Look for the word "validate" in the material below. Copy each line that has it.
"""
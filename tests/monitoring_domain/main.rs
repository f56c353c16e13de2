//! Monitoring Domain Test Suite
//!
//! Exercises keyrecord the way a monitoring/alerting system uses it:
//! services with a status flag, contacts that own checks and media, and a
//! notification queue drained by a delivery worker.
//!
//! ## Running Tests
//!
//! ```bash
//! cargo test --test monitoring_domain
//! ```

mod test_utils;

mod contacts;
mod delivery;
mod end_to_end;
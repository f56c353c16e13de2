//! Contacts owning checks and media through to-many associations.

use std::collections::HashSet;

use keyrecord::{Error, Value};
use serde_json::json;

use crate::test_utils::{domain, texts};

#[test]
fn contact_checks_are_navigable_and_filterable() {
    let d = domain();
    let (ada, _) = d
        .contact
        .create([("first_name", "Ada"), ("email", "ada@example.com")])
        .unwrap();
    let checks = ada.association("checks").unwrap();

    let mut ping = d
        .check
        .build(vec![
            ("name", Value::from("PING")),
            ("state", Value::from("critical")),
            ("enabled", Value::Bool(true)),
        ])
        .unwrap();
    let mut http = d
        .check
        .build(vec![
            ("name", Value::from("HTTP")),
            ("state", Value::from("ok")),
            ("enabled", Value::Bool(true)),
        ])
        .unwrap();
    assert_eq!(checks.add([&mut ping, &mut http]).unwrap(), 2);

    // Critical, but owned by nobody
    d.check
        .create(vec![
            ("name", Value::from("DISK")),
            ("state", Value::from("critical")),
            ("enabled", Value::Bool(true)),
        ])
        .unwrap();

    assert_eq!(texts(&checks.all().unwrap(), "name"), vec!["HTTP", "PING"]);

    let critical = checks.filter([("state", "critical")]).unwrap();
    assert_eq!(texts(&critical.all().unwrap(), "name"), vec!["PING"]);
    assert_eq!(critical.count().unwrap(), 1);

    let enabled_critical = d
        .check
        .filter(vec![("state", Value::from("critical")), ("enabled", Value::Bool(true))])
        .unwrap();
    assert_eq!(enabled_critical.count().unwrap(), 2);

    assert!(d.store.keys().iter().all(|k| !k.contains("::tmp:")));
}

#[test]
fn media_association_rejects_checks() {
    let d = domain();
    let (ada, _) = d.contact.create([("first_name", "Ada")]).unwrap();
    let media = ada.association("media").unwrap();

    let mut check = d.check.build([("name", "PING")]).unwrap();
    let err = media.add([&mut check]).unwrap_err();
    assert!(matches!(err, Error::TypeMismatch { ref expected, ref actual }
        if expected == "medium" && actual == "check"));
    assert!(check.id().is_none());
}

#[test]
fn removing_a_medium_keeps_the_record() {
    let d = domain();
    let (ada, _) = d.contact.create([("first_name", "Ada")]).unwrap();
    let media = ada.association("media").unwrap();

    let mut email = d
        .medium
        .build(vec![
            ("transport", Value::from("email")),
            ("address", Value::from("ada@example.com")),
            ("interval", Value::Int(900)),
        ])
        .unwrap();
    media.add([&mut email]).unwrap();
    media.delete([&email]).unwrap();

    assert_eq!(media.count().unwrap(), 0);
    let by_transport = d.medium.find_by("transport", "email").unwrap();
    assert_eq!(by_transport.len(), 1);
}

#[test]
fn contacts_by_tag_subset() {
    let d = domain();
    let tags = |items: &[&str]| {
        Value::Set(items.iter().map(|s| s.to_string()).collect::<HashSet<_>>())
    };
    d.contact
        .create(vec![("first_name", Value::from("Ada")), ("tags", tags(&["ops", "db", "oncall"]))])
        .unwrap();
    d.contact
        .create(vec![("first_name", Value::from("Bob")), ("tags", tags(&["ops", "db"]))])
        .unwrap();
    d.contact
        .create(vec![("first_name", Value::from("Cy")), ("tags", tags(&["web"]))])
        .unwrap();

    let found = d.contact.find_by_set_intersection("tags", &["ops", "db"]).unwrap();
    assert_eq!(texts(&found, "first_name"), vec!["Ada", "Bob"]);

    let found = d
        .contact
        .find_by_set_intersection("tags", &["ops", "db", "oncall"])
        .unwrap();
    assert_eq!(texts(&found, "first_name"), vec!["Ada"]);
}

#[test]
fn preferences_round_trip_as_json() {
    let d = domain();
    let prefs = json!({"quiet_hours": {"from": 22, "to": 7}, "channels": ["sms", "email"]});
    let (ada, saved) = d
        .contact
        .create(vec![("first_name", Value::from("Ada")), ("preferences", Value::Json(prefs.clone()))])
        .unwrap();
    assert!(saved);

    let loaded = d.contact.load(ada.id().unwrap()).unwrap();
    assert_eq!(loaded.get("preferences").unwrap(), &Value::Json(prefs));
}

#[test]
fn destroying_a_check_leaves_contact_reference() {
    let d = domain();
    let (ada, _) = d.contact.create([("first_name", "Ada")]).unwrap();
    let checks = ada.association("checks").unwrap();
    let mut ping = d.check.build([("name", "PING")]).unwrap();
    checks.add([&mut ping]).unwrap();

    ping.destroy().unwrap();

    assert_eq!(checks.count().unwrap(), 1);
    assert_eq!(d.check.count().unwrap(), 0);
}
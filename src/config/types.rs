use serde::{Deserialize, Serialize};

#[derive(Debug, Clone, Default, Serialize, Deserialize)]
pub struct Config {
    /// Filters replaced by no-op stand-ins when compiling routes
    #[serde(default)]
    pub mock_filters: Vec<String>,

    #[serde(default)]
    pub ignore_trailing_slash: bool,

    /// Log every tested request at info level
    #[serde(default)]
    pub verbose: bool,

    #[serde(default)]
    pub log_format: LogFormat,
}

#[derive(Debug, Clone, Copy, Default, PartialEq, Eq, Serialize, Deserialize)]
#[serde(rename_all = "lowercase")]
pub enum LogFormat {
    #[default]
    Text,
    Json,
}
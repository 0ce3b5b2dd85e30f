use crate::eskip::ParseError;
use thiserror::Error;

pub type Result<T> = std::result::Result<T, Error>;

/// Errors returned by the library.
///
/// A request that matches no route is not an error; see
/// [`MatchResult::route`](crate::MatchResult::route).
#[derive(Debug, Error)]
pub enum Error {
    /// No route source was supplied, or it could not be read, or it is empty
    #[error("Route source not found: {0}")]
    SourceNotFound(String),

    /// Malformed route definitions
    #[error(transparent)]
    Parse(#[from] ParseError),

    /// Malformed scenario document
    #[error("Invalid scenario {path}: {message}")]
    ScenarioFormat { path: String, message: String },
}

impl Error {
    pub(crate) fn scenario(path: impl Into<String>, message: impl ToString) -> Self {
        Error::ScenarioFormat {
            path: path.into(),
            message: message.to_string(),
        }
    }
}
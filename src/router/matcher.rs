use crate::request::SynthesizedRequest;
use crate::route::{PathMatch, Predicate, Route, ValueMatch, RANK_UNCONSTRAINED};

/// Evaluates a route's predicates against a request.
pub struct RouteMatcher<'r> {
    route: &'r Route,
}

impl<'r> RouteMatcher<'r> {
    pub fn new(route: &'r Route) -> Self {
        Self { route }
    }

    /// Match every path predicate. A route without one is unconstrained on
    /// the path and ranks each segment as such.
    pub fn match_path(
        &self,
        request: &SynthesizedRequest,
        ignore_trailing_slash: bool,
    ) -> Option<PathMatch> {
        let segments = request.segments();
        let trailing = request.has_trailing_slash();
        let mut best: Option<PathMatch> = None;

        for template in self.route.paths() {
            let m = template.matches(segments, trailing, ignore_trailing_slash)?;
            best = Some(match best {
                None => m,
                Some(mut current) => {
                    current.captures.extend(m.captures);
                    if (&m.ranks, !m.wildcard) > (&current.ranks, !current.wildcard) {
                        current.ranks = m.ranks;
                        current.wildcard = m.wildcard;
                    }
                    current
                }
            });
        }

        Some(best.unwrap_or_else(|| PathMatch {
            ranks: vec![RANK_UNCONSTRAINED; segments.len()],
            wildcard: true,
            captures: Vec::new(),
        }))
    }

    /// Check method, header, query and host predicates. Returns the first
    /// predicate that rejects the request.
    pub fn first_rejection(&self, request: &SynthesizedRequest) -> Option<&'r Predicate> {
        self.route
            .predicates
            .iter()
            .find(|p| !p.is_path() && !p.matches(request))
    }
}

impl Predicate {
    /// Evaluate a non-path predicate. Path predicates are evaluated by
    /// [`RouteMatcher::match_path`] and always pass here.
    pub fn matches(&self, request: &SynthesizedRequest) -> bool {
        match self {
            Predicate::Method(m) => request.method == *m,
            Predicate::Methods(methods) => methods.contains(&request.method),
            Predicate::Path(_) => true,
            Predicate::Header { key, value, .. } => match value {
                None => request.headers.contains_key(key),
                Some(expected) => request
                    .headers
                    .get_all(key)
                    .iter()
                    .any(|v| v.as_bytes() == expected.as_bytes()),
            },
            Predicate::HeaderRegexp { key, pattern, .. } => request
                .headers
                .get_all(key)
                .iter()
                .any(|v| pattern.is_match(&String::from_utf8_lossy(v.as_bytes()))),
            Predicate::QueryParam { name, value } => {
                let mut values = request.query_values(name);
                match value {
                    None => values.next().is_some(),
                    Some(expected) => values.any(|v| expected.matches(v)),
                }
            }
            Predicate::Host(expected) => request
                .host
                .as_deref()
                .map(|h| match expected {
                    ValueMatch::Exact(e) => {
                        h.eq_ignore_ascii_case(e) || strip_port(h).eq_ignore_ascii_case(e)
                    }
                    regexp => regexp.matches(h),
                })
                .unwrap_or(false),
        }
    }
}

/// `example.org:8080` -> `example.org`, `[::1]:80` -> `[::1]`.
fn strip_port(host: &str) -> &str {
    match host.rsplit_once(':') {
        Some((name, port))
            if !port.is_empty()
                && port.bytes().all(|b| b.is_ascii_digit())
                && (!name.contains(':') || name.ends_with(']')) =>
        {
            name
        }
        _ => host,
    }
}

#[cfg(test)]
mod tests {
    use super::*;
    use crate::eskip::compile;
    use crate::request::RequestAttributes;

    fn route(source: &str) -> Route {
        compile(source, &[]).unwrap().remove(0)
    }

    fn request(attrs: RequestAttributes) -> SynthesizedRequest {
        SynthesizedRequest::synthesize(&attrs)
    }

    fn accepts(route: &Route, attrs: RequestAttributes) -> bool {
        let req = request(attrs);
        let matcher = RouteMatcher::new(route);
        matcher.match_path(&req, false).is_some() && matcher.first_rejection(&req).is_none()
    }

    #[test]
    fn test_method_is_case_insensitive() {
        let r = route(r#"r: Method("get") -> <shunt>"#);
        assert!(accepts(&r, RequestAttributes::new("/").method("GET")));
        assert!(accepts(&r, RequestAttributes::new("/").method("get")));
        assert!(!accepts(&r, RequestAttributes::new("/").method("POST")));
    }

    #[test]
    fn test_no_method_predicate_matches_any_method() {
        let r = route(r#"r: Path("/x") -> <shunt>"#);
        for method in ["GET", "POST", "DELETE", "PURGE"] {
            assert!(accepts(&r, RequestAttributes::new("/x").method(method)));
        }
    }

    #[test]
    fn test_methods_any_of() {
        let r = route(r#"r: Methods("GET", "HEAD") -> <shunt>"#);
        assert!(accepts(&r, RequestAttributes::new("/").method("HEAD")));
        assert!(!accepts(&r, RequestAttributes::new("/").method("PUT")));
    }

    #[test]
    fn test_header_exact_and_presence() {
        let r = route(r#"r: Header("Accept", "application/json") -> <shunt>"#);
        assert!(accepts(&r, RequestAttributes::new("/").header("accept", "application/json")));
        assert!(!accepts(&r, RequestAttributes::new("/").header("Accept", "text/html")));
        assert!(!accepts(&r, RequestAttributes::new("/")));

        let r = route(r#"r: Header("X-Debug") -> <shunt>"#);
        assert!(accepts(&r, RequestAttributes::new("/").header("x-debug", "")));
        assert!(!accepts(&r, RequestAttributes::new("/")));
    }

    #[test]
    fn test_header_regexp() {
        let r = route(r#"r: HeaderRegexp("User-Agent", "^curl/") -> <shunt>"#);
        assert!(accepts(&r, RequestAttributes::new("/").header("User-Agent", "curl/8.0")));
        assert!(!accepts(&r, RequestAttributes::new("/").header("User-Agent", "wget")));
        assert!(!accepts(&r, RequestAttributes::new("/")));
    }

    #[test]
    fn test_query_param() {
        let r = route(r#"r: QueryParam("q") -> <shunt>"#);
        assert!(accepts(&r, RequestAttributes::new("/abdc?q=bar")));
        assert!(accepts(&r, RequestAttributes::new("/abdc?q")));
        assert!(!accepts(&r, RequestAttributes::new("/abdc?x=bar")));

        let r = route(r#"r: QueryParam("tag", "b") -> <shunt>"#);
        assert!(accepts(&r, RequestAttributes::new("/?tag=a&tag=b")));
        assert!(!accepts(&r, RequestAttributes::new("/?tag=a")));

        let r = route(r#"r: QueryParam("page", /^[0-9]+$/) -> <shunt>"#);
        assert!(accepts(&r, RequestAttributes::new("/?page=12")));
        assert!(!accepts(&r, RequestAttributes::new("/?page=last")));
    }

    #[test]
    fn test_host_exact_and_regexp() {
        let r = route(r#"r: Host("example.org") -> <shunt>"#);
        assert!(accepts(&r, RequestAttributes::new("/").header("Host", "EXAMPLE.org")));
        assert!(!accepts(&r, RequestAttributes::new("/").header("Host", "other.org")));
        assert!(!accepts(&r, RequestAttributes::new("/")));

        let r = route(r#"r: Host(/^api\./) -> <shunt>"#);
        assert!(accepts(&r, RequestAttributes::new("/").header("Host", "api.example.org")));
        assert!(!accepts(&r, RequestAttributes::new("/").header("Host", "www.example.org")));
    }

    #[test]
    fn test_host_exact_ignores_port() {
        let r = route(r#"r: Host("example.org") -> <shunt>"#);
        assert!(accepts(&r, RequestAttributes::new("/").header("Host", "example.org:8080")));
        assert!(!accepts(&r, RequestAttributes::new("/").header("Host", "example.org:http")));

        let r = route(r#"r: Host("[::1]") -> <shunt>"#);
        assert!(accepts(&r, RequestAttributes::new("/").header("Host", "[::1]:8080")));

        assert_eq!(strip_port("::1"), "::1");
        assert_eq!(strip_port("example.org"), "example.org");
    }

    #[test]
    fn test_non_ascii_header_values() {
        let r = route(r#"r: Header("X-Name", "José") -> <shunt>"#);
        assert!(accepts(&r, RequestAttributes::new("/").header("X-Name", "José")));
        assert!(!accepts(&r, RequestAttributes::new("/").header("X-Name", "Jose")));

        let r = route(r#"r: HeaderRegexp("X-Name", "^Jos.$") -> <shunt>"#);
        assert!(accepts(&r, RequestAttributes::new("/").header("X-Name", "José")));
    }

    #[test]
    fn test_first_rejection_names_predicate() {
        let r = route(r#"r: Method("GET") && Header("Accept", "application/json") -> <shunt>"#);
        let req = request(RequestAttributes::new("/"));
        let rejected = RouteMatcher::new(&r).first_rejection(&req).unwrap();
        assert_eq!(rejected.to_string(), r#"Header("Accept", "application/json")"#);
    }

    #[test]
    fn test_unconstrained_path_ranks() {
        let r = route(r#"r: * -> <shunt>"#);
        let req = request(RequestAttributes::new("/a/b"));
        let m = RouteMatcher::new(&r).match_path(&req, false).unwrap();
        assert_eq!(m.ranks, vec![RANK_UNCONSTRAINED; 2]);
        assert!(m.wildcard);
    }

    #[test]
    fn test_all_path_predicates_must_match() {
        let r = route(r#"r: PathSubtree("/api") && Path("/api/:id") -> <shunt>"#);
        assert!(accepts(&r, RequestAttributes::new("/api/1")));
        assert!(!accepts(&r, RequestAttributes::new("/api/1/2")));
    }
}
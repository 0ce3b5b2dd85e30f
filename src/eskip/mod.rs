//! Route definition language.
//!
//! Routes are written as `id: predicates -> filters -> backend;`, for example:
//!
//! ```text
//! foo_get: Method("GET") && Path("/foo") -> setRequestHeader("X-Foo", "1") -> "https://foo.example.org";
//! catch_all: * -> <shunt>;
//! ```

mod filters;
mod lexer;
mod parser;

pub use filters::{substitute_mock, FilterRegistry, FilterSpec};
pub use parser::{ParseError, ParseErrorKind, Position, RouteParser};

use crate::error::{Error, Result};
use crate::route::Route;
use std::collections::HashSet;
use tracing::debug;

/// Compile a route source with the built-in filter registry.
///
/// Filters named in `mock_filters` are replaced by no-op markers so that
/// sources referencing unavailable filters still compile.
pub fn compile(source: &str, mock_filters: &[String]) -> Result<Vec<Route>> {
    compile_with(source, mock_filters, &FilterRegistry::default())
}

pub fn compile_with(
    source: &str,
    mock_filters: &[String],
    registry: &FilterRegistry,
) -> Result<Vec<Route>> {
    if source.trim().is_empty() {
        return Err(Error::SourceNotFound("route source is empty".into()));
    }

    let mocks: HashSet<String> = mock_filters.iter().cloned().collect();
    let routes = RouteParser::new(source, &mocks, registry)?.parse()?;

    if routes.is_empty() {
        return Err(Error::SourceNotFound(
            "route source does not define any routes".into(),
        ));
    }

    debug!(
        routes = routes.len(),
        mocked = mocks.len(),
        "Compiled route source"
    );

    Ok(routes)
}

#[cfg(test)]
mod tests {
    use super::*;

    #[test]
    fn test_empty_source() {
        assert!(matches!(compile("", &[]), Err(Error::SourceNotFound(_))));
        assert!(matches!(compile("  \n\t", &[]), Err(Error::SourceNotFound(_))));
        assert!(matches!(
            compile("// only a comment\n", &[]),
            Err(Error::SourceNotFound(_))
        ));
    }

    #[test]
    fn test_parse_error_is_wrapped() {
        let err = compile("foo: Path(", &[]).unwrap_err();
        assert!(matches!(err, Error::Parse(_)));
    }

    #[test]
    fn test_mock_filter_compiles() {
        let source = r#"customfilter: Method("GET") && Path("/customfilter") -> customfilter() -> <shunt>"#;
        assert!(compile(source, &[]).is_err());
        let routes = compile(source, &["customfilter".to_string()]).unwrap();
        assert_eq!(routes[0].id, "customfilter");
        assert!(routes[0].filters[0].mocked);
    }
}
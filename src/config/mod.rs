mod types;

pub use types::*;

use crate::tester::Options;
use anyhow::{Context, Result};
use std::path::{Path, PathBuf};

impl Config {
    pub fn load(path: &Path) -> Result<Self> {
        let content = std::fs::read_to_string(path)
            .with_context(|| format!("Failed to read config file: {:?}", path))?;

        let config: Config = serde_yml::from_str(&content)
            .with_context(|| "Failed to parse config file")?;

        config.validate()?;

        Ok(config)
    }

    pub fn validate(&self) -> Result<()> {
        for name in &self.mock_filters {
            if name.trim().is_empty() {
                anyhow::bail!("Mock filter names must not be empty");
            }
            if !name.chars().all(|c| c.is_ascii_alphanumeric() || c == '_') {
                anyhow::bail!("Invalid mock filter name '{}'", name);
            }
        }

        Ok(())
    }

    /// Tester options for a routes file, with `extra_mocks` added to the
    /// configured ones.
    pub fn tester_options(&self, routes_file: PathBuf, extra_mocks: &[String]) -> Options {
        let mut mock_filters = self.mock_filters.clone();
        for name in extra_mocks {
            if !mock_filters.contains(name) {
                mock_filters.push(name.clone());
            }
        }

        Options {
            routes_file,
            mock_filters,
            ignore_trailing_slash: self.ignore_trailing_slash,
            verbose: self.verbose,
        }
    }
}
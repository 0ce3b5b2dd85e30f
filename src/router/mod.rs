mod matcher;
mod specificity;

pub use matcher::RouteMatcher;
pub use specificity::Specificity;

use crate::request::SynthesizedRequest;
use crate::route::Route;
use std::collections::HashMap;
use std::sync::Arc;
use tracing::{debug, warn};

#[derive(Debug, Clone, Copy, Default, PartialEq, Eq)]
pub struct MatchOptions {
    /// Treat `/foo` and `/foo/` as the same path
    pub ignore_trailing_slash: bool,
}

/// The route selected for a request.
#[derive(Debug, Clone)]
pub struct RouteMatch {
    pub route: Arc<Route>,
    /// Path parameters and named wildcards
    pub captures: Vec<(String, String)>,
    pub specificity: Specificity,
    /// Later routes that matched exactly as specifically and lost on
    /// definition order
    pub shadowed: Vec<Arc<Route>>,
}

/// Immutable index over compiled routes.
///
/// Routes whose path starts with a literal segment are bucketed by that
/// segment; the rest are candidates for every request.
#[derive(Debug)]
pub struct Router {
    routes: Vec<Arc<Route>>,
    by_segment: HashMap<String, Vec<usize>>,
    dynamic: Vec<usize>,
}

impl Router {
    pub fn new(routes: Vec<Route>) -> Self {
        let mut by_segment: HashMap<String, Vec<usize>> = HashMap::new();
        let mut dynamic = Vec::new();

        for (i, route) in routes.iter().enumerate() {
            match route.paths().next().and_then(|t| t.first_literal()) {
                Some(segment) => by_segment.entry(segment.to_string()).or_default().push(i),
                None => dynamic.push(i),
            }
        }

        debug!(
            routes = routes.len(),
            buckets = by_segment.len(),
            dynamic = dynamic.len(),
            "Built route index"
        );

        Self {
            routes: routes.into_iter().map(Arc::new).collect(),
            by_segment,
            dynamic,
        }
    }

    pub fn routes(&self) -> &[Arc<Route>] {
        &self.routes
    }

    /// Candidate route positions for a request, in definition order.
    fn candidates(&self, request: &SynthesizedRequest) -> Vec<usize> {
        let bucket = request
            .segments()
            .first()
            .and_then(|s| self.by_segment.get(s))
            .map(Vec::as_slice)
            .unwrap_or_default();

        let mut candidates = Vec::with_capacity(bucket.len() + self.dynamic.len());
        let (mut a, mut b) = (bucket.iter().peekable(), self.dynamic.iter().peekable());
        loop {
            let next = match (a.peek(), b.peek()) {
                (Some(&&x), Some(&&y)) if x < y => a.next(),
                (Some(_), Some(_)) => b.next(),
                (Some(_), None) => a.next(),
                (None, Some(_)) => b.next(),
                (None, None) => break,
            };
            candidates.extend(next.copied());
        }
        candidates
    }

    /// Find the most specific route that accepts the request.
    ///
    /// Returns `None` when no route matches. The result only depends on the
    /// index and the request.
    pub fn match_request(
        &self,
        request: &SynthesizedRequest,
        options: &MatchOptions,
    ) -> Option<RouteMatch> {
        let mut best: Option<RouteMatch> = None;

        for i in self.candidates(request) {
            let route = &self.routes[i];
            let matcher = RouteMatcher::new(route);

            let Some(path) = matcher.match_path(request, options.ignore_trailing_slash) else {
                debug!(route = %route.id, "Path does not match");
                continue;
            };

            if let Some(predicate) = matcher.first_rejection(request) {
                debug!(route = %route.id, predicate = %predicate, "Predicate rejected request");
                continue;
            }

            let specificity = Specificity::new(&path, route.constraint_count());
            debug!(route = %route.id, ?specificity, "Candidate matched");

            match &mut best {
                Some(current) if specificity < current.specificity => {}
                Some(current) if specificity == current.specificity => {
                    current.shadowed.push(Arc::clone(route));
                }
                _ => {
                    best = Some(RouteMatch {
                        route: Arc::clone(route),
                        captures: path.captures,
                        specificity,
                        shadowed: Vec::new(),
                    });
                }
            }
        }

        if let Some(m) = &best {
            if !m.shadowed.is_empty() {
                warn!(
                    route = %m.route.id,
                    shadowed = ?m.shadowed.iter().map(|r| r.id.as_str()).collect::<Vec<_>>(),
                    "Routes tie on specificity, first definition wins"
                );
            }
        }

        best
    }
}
"""
TASK OUTPUT:
        config.validate()?;
    pub fn validate(&self) -> Result<()> {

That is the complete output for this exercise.